When Democrat Ann Richards declared three weeks ago that she had closed the gap on Republican Clayton Williams in the race for governor of Texas, the loose-lipped West Texas oilman dismissed Richards's claim with one of his less thoughtful quips: "She must be drinking again."

Richards not only was not drinking -- she is a recovering alcoholic who celebrated her 10th anniversary of sobriety recently -- she was right about the polls. A Gallup Poll released yesterday showed Richards within 5 percentage points of Williams, whose massive paid-television advertising campaign has kept him ahead from the beginning of the race.

The statewide survey of 1,005 Texans conducted Oct. 12-14 showed Williams with 45 percent and Richards at 40 percent, with 15 percent undecided. The Gallup Poll in September showed Williams 10 points ahead, 50 to 40 percent, meaning Richards has held steady while support for Williams diminished.

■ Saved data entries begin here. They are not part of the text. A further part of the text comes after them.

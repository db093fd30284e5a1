use crate::error::RequestError;
use serde::{Deserialize, Serialize};
use std::fmt;
use std::str::FromStr;

/// 考试季
#[derive(Debug, Clone, Copy, PartialEq, Eq, Hash, Serialize, Deserialize)]
#[serde(try_from = "String", into = "String")]
pub enum Session {
    /// 3 月（m）
    March,
    /// 夏季（s）
    Summer,
    /// 冬季（w）
    Winter,
}

impl Session {
    /// 文件名中使用的字母
    pub fn letter(self) -> char {
        match self {
            Session::March => 'm',
            Session::Summer => 's',
            Session::Winter => 'w',
        }
    }
}

impl FromStr for Session {
    type Err = RequestError;

    fn from_str(s: &str) -> Result<Self, Self::Err> {
        match s.trim().to_ascii_lowercase().as_str() {
            "m" | "march" => Ok(Session::March),
            "s" | "summer" => Ok(Session::Summer),
            "w" | "winter" => Ok(Session::Winter),
            other => Err(RequestError::UnknownSession(other.to_string())),
        }
    }
}

impl TryFrom<String> for Session {
    type Error = RequestError;

    fn try_from(value: String) -> Result<Self, Self::Error> {
        value.parse()
    }
}

impl From<Session> for String {
    fn from(session: Session) -> Self {
        session.letter().to_string()
    }
}

impl fmt::Display for Session {
    fn fmt(&self, f: &mut fmt::Formatter<'_>) -> fmt::Result {
        write!(f, "{}", self.letter())
    }
}

/// 试卷类型
#[derive(Debug, Clone, Copy, PartialEq, Eq, Hash, Serialize, Deserialize)]
#[serde(try_from = "String", into = "String")]
pub enum PaperType {
    /// 试题（qp）
    QuestionPaper,
    /// 评分标准（ms）
    MarkScheme,
    /// 插页（in）
    Insert,
    /// 分数线（gt），按考试季而不是按试卷编号
    GradeThresholds,
}

impl PaperType {
    /// 文件名中使用的代码
    pub fn code(self) -> &'static str {
        match self {
            PaperType::QuestionPaper => "qp",
            PaperType::MarkScheme => "ms",
            PaperType::Insert => "in",
            PaperType::GradeThresholds => "gt",
        }
    }

    /// 表单上显示的名称
    pub fn label(self) -> &'static str {
        match self {
            PaperType::QuestionPaper => "qp (Question Paper)",
            PaperType::MarkScheme => "ms (Mark Scheme)",
            PaperType::Insert => "in (Insert)",
            PaperType::GradeThresholds => "gt (Grade Thresholds)",
        }
    }

    pub fn is_grade_thresholds(self) -> bool {
        self == PaperType::GradeThresholds
    }
}

impl FromStr for PaperType {
    type Err = RequestError;

    /// 支持 "qp" 这样的代码，也支持 "qp (Question Paper)" 这样的表单文本
    fn from_str(s: &str) -> Result<Self, Self::Err> {
        let code = s.split_whitespace().next().unwrap_or("").to_ascii_lowercase();
        match code.as_str() {
            "qp" => Ok(PaperType::QuestionPaper),
            "ms" => Ok(PaperType::MarkScheme),
            "in" => Ok(PaperType::Insert),
            "gt" => Ok(PaperType::GradeThresholds),
            _ => Err(RequestError::UnknownPaperType(s.trim().to_string())),
        }
    }
}

impl TryFrom<String> for PaperType {
    type Error = RequestError;

    fn try_from(value: String) -> Result<Self, Self::Error> {
        value.parse()
    }
}

impl From<PaperType> for String {
    fn from(paper_type: PaperType) -> Self {
        paper_type.code().to_string()
    }
}

impl fmt::Display for PaperType {
    fn fmt(&self, f: &mut fmt::Formatter<'_>) -> fmt::Result {
        f.write_str(self.code())
    }
}

/// 分组键：试卷编号，或者统一的分数线分组
#[derive(Debug, Clone, PartialEq, Eq, Hash, PartialOrd, Ord)]
pub enum GroupKey {
    Paper(String),
    GradeThresholds,
}

impl GroupKey {
    pub fn as_str(&self) -> &str {
        match self {
            GroupKey::Paper(number) => number,
            GroupKey::GradeThresholds => "gt",
        }
    }
}

impl fmt::Display for GroupKey {
    fn fmt(&self, f: &mut fmt::Formatter<'_>) -> fmt::Result {
        f.write_str(self.as_str())
    }
}

/// 一个下载任务
///
/// 只能通过构造函数创建，保证 gt 类型没有试卷编号、其他类型一定有
#[derive(Debug, Clone, PartialEq, Eq)]
pub struct FetchTask {
    subject_code: String,
    session: Session,
    year_suffix: String,
    paper_type: PaperType,
    paper_number: Option<String>,
}

impl FetchTask {
    /// 普通试卷任务；传入 gt 时忽略试卷编号
    pub fn paper(
        subject_code: impl Into<String>,
        session: Session,
        year: u16,
        paper_type: PaperType,
        paper_number: impl Into<String>,
    ) -> Self {
        let paper_number = if paper_type.is_grade_thresholds() {
            None
        } else {
            Some(paper_number.into())
        };
        Self {
            subject_code: subject_code.into(),
            session,
            year_suffix: year_suffix(year),
            paper_type,
            paper_number,
        }
    }

    /// 分数线任务
    pub fn grade_thresholds(subject_code: impl Into<String>, session: Session, year: u16) -> Self {
        Self {
            subject_code: subject_code.into(),
            session,
            year_suffix: year_suffix(year),
            paper_type: PaperType::GradeThresholds,
            paper_number: None,
        }
    }

    pub fn subject_code(&self) -> &str {
        &self.subject_code
    }

    pub fn session(&self) -> Session {
        self.session
    }

    pub fn year_suffix(&self) -> &str {
        &self.year_suffix
    }

    pub fn paper_type(&self) -> PaperType {
        self.paper_type
    }

    pub fn paper_number(&self) -> Option<&str> {
        self.paper_number.as_deref()
    }

    /// 结果归属的分组
    pub fn group_key(&self) -> GroupKey {
        match &self.paper_number {
            Some(number) => GroupKey::Paper(number.clone()),
            None => GroupKey::GradeThresholds,
        }
    }
}

/// 单个任务的下载结果
#[derive(Debug, Clone)]
pub struct FetchResult {
    pub key: GroupKey,
    pub filename: String,
    /// None 表示文件不存在、请求失败或内容不是 PDF
    pub payload: Option<Vec<u8>>,
}

impl FetchResult {
    pub fn is_success(&self) -> bool {
        self.payload.is_some()
    }
}

/// 年份取后两位
pub fn year_suffix(year: u16) -> String {
    format!("{:02}", year % 100)
}

#[cfg(test)]
mod tests {
    use super::*;

    #[test]
    fn test_paper_type_parses_form_label() {
        assert_eq!(
            "qp (Question Paper)".parse::<PaperType>().unwrap(),
            PaperType::QuestionPaper
        );
        assert_eq!("MS".parse::<PaperType>().unwrap(), PaperType::MarkScheme);
        assert!("xx".parse::<PaperType>().is_err());
    }

    #[test]
    fn test_session_parse() {
        assert_eq!("s".parse::<Session>().unwrap(), Session::Summer);
        assert_eq!(" W ".parse::<Session>().unwrap(), Session::Winter);
        assert_eq!(
            "q".parse::<Session>().unwrap_err(),
            RequestError::UnknownSession("q".to_string())
        );
    }

    #[test]
    fn test_grade_threshold_task_has_no_paper_number() {
        let task = FetchTask::paper("0580", Session::Summer, 2024, PaperType::GradeThresholds, "11");
        assert_eq!(task.paper_number(), None);
        assert_eq!(task.group_key(), GroupKey::GradeThresholds);
        assert_eq!(task.group_key().to_string(), "gt");

        let task = FetchTask::paper("0580", Session::Summer, 2024, PaperType::QuestionPaper, "11");
        assert_eq!(task.paper_number(), Some("11"));
        assert_eq!(task.group_key(), GroupKey::Paper("11".to_string()));
    }

    #[test]
    fn test_year_suffix_is_two_digits() {
        assert_eq!(year_suffix(2023), "23");
        assert_eq!(year_suffix(2005), "05");
    }
}
//! 编排层（Orchestration Layer）
//!
//! ## 职责
//!
//! 本层负责并发下载和流程调度，是整个系统的"指挥中心"。
//!
//! ## 模块划分
//!
//! ### `batch_fetcher` - 批量下载器
//! - 控制并发数量（Semaphore）
//! - 单个请求超时
//! - 按任务顺序收集结果
//!
//! ### `merge_assembler` - 合并装配
//! - 按分组键归组
//! - 封面 + 真题 + 结束页拼接
//! - 单个分组失败不影响其他分组
//!
//! ### `download_job` - 下载任务
//! - 持有配置、下载器、封面生成器、运行日志
//! - 串起下载、合并、打包、记录
//!
//! ## 层次关系
//!
//! ```text
//! download_job (处理 DownloadRequest)
//!     ↓
//! batch_fetcher / merge_assembler (处理 Vec<FetchTask> / Vec<FetchResult>)
//!     ↓
//! services (能力层：naming / pdf_merger / cover_page / archive / run_log)
//!     ↓
//! infrastructure (基础设施：PaperSource)
//! ```

pub mod batch_fetcher;
pub mod download_job;
pub mod merge_assembler;

// 重新导出主要类型
pub use batch_fetcher::BatchFetcher;
pub use download_job::{DownloadOutcome, PaperPilot};
pub use merge_assembler::{assemble, group_results, MergeReport};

One factor in Williams's decline could be growing signs of public uneasiness with his cowpoke personality that finds him uttering regrettable comments such as the drinking crack.

Richards also has tapped into a wellspring of populist sentiment on the issue of insurance regulation in Texas by calling for tighter control of an industry where mismanagement and fraud appear to be at the root of a statewide collapse reminiscent of the savings and loan scandal. Her attacks provoked the insurance lobby to distribute a letter to member companies urging them to work for her defeat -- a letter that only enhanced Richards's newfound image as defender of the little people.